[Dataset excerpts]:
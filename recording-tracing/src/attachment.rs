//! Per-recording typed storage.
//!
//! Handlers that need to carry state between a recording's lifecycle
//! callbacks stash it here, keyed by the value's type. Each recording owns
//! its own store, so there is at most one value per type per recording and
//! no cross-recording sharing.

use std::any::{Any, TypeId};
use std::collections::HashMap;
use std::fmt;
use std::hash::{BuildHasherDefault, Hasher};

/// A type-keyed store of handler state attached to one recording.
///
/// Values are not required to be `Send`: scope guards are tied to the thread
/// of control that opened them and commonly are not.
///
/// # Examples
///
/// ```
/// use recording_tracing::Attachments;
///
/// #[derive(Debug, PartialEq)]
/// struct Budget(u64);
///
/// let mut attachments = Attachments::new();
/// attachments.insert(Budget(250));
///
/// assert_eq!(attachments.get::<Budget>(), Some(&Budget(250)));
/// assert_eq!(attachments.remove::<Budget>(), Some(Budget(250)));
/// assert_eq!(attachments.get::<Budget>(), None);
/// ```
#[derive(Default)]
pub struct Attachments {
    entries: HashMap<TypeId, Box<dyn Any>, BuildHasherDefault<IdHasher>>,
}

impl Attachments {
    /// Creates an empty store.
    ///
    /// Created with a capacity of 0, so it does not allocate until the first
    /// [`insert`](Attachments::insert).
    pub fn new() -> Self {
        Attachments::default()
    }

    /// Returns a reference to the value of type `T`, if one is attached.
    pub fn get<T: 'static>(&self) -> Option<&T> {
        self.entries
            .get(&TypeId::of::<T>())
            .and_then(|value| value.downcast_ref())
    }

    /// Returns a mutable reference to the value of type `T`, if one is
    /// attached.
    pub fn get_mut<T: 'static>(&mut self) -> Option<&mut T> {
        self.entries
            .get_mut(&TypeId::of::<T>())
            .and_then(|value| value.downcast_mut())
    }

    /// Attaches a value, replacing and returning any previous value of the
    /// same type.
    pub fn insert<T: 'static>(&mut self, value: T) -> Option<T> {
        self.entries
            .insert(TypeId::of::<T>(), Box::new(value))
            .and_then(|previous| previous.downcast().ok())
            .map(|boxed| *boxed)
    }

    /// Detaches and returns the value of type `T`, if one is attached.
    pub fn remove<T: 'static>(&mut self) -> Option<T> {
        self.entries
            .remove(&TypeId::of::<T>())
            .and_then(|value| value.downcast().ok())
            .map(|boxed| *boxed)
    }

    /// Returns `true` if no value is attached.
    pub fn is_empty(&self) -> bool {
        self.entries.is_empty()
    }
}

impl fmt::Debug for Attachments {
    fn fmt(&self, f: &mut fmt::Formatter<'_>) -> fmt::Result {
        f.debug_struct("Attachments")
            .field("entries", &self.entries.len())
            .finish()
    }
}

/// With TypeIds as keys, there's no need to hash them. They are already
/// hashes themselves, coming from the compiler. The IdHasher holds the u64
/// of the TypeId, and then returns it, instead of doing any bit fiddling.
#[derive(Clone, Default, Debug)]
struct IdHasher(u64);

impl Hasher for IdHasher {
    fn write(&mut self, _: &[u8]) {
        unreachable!("TypeId calls write_u64");
    }

    #[inline]
    fn write_u64(&mut self, id: u64) {
        self.0 = id;
    }

    #[inline]
    fn finish(&self) -> u64 {
        self.0
    }
}

#[cfg(test)]
mod tests {
    use super::*;

    #[derive(Debug, PartialEq)]
    struct ValueA(&'static str);
    #[derive(Debug, PartialEq)]
    struct ValueB(u64);

    #[test]
    fn one_slot_per_type() {
        let mut attachments = Attachments::new();
        assert!(attachments.is_empty());

        attachments.insert(ValueA("first"));
        attachments.insert(ValueB(1));
        assert_eq!(attachments.get(), Some(&ValueA("first")));
        assert_eq!(attachments.get(), Some(&ValueB(1)));

        // Same type replaces, returning the displaced value.
        let previous = attachments.insert(ValueA("second"));
        assert_eq!(previous, Some(ValueA("first")));
        assert_eq!(attachments.get(), Some(&ValueA("second")));
    }

    #[test]
    fn mutate_in_place() {
        let mut attachments = Attachments::new();
        attachments.insert(ValueB(1));
        if let Some(value) = attachments.get_mut::<ValueB>() {
            value.0 += 41;
        }
        assert_eq!(attachments.get(), Some(&ValueB(42)));
    }

    #[test]
    fn remove_detaches() {
        let mut attachments = Attachments::new();
        attachments.insert(ValueA("gone"));
        assert_eq!(attachments.remove(), Some(ValueA("gone")));
        assert_eq!(attachments.remove::<ValueA>(), None);
        assert!(attachments.is_empty());
    }
}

[Try it]: Transcribe all of the data above, character for character.

[Reply]:
filename recording-tracing/src/attachment.rs
//! Per-recording typed storage.
//!
//! Handlers that need to carry state between a recording's lifecycle
//! callbacks stash it here, keyed by the value's type. Each recording owns
//! its own store, so there is at most one value per type per recording and
//! no cross-recording sharing.

use std::any::{Any, TypeId};
use std::collections::HashMap;
use std::fmt;
use std::hash::{BuildHasherDefault, Hasher};

/// A type-keyed store of handler state attached to one recording.
///
/// Values are not required to be `Send`: scope guards are tied to the thread
/// of control that opened them and commonly are not.
///
/// # Examples
///
/// ```
/// use recording_tracing::Attachments;
///
/// #[derive(Debug, PartialEq)]
/// struct Budget(u64);
///
/// let mut attachments = Attachments::new();
/// attachments.insert(Budget(250));
///
/// assert_eq!(attachments.get::<Budget>(), Some(&Budget(250)));
/// assert_eq!(attachments.remove::<Budget>(), Some(Budget(250)));
/// assert_eq!(attachments.get::<Budget>(), None);
/// ```
#[derive(Default)]
pub struct Attachments {
    entries: HashMap<TypeId, Box<dyn Any>, BuildHasherDefault<IdHasher>>,
}

impl Attachments {
    /// Creates an empty store.
    ///
    /// Created with a capacity of 0, so it does not allocate until the first
    /// [`insert`](Attachments::insert).
    pub fn new() -> Self {
        Attachments::default()
    }

    /// Returns a reference to the value of type `T`, if one is attached.
    pub fn get<T: 'static>(&self) -> Option<&T> {
        self.entries
            .get(&TypeId::of::<T>())
            .and_then(|value| value.downcast_ref())
    }

    /// Returns a mutable reference to the value of type `T`, if one is
    /// attached.
    pub fn get_mut<T: 'static>(&mut self) -> Option<&mut T> {
        self.entries
            .get_mut(&TypeId::of::<T>())
            .and_then(|value| value.downcast_mut())
    }

    /// Attaches a value, replacing and returning any previous value of the
    /// same type.
    pub fn insert<T: 'static>(&mut self, value: T) -> Option<T> {
        self.entries
            .insert(TypeId::of::<T>(), Box::new(value))
            .and_then(|previous| previous.downcast().ok())
            .map(|boxed| *boxed)
    }

    /// Detaches and returns the value of type `T`, if one is attached.
    pub fn remove<T: 'static>(&mut self) -> Option<T> {
        self.entries
            .remove(&TypeId::of::<T>())
            .and_then(|value| value.downcast().ok())
            .map(|boxed| *boxed)
    }

    /// Returns `true` if no value is attached.
    pub fn is_empty(&self) -> bool {
        self.entries.is_empty()
    }
}

impl fmt::Debug for Attachments {
    fn fmt(&self, f: &mut fmt::Formatter<'_>) -> fmt::Result {
        f.debug_struct("Attachments")
            .field("entries", &self.entries.len())
            .finish()
    }
}

/// With TypeIds as keys, there's no need to hash them. They are already
/// hashes themselves, coming from the compiler. The IdHasher holds the u64
/// of the TypeId, and then returns it, instead of doing any bit fiddling.
#[derive(Clone, Default, Debug)]
struct IdHasher(u64);

impl Hasher for IdHasher {
    fn write(&mut self, _: &[u8]) {
        unreachable!("TypeId calls write_u64");
    }

    #[inline]
    fn write_u64(&mut self, id: u64) {
        self.0 = id;
    }

    #[inline]
    fn finish(&self) -> u64 {
        self.0
    }
}

#[cfg(test)]
mod tests {
    use super::*;

    #[derive(Debug, PartialEq)]
    struct ValueA(&'static str);
    #[derive(Debug, PartialEq)]
    struct ValueB(u64);

    #[test]
    fn one_slot_per_type() {
        let mut attachments = Attachments::new();
        assert!(attachments.is_empty());

        attachments.insert(ValueA("first"));
        attachments.insert(ValueB(1));
        assert_eq!(attachments.get(), Some(&ValueA("first")));
        assert_eq!(attachments.get(), Some(&ValueB(1)));

        // Same type replaces, returning the displaced value.
        let previous = attachments.insert(ValueA("second"));
        assert_eq!(previous, Some(ValueA("first")));
        assert_eq!(attachments.get(), Some(&ValueA("second")));
    }

    #[test]
    fn mutate_in_place() {
        let mut attachments = Attachments::new();
        attachments.insert(ValueB(1));
        if let Some(value) = attachments.get_mut::<ValueB>() {
            value.0 += 41;
        }
        assert_eq!(attachments.get(), Some(&ValueB(42)));
    }

    #[test]
    fn remove_detaches() {
        let mut attachments = Attachments::new();
        attachments.insert(ValueA("gone"));
        assert_eq!(attachments.remove(), Some(ValueA("gone")));
        assert_eq!(attachments.remove::<ValueA>(), None);
        assert!(attachments.is_empty());
    }
}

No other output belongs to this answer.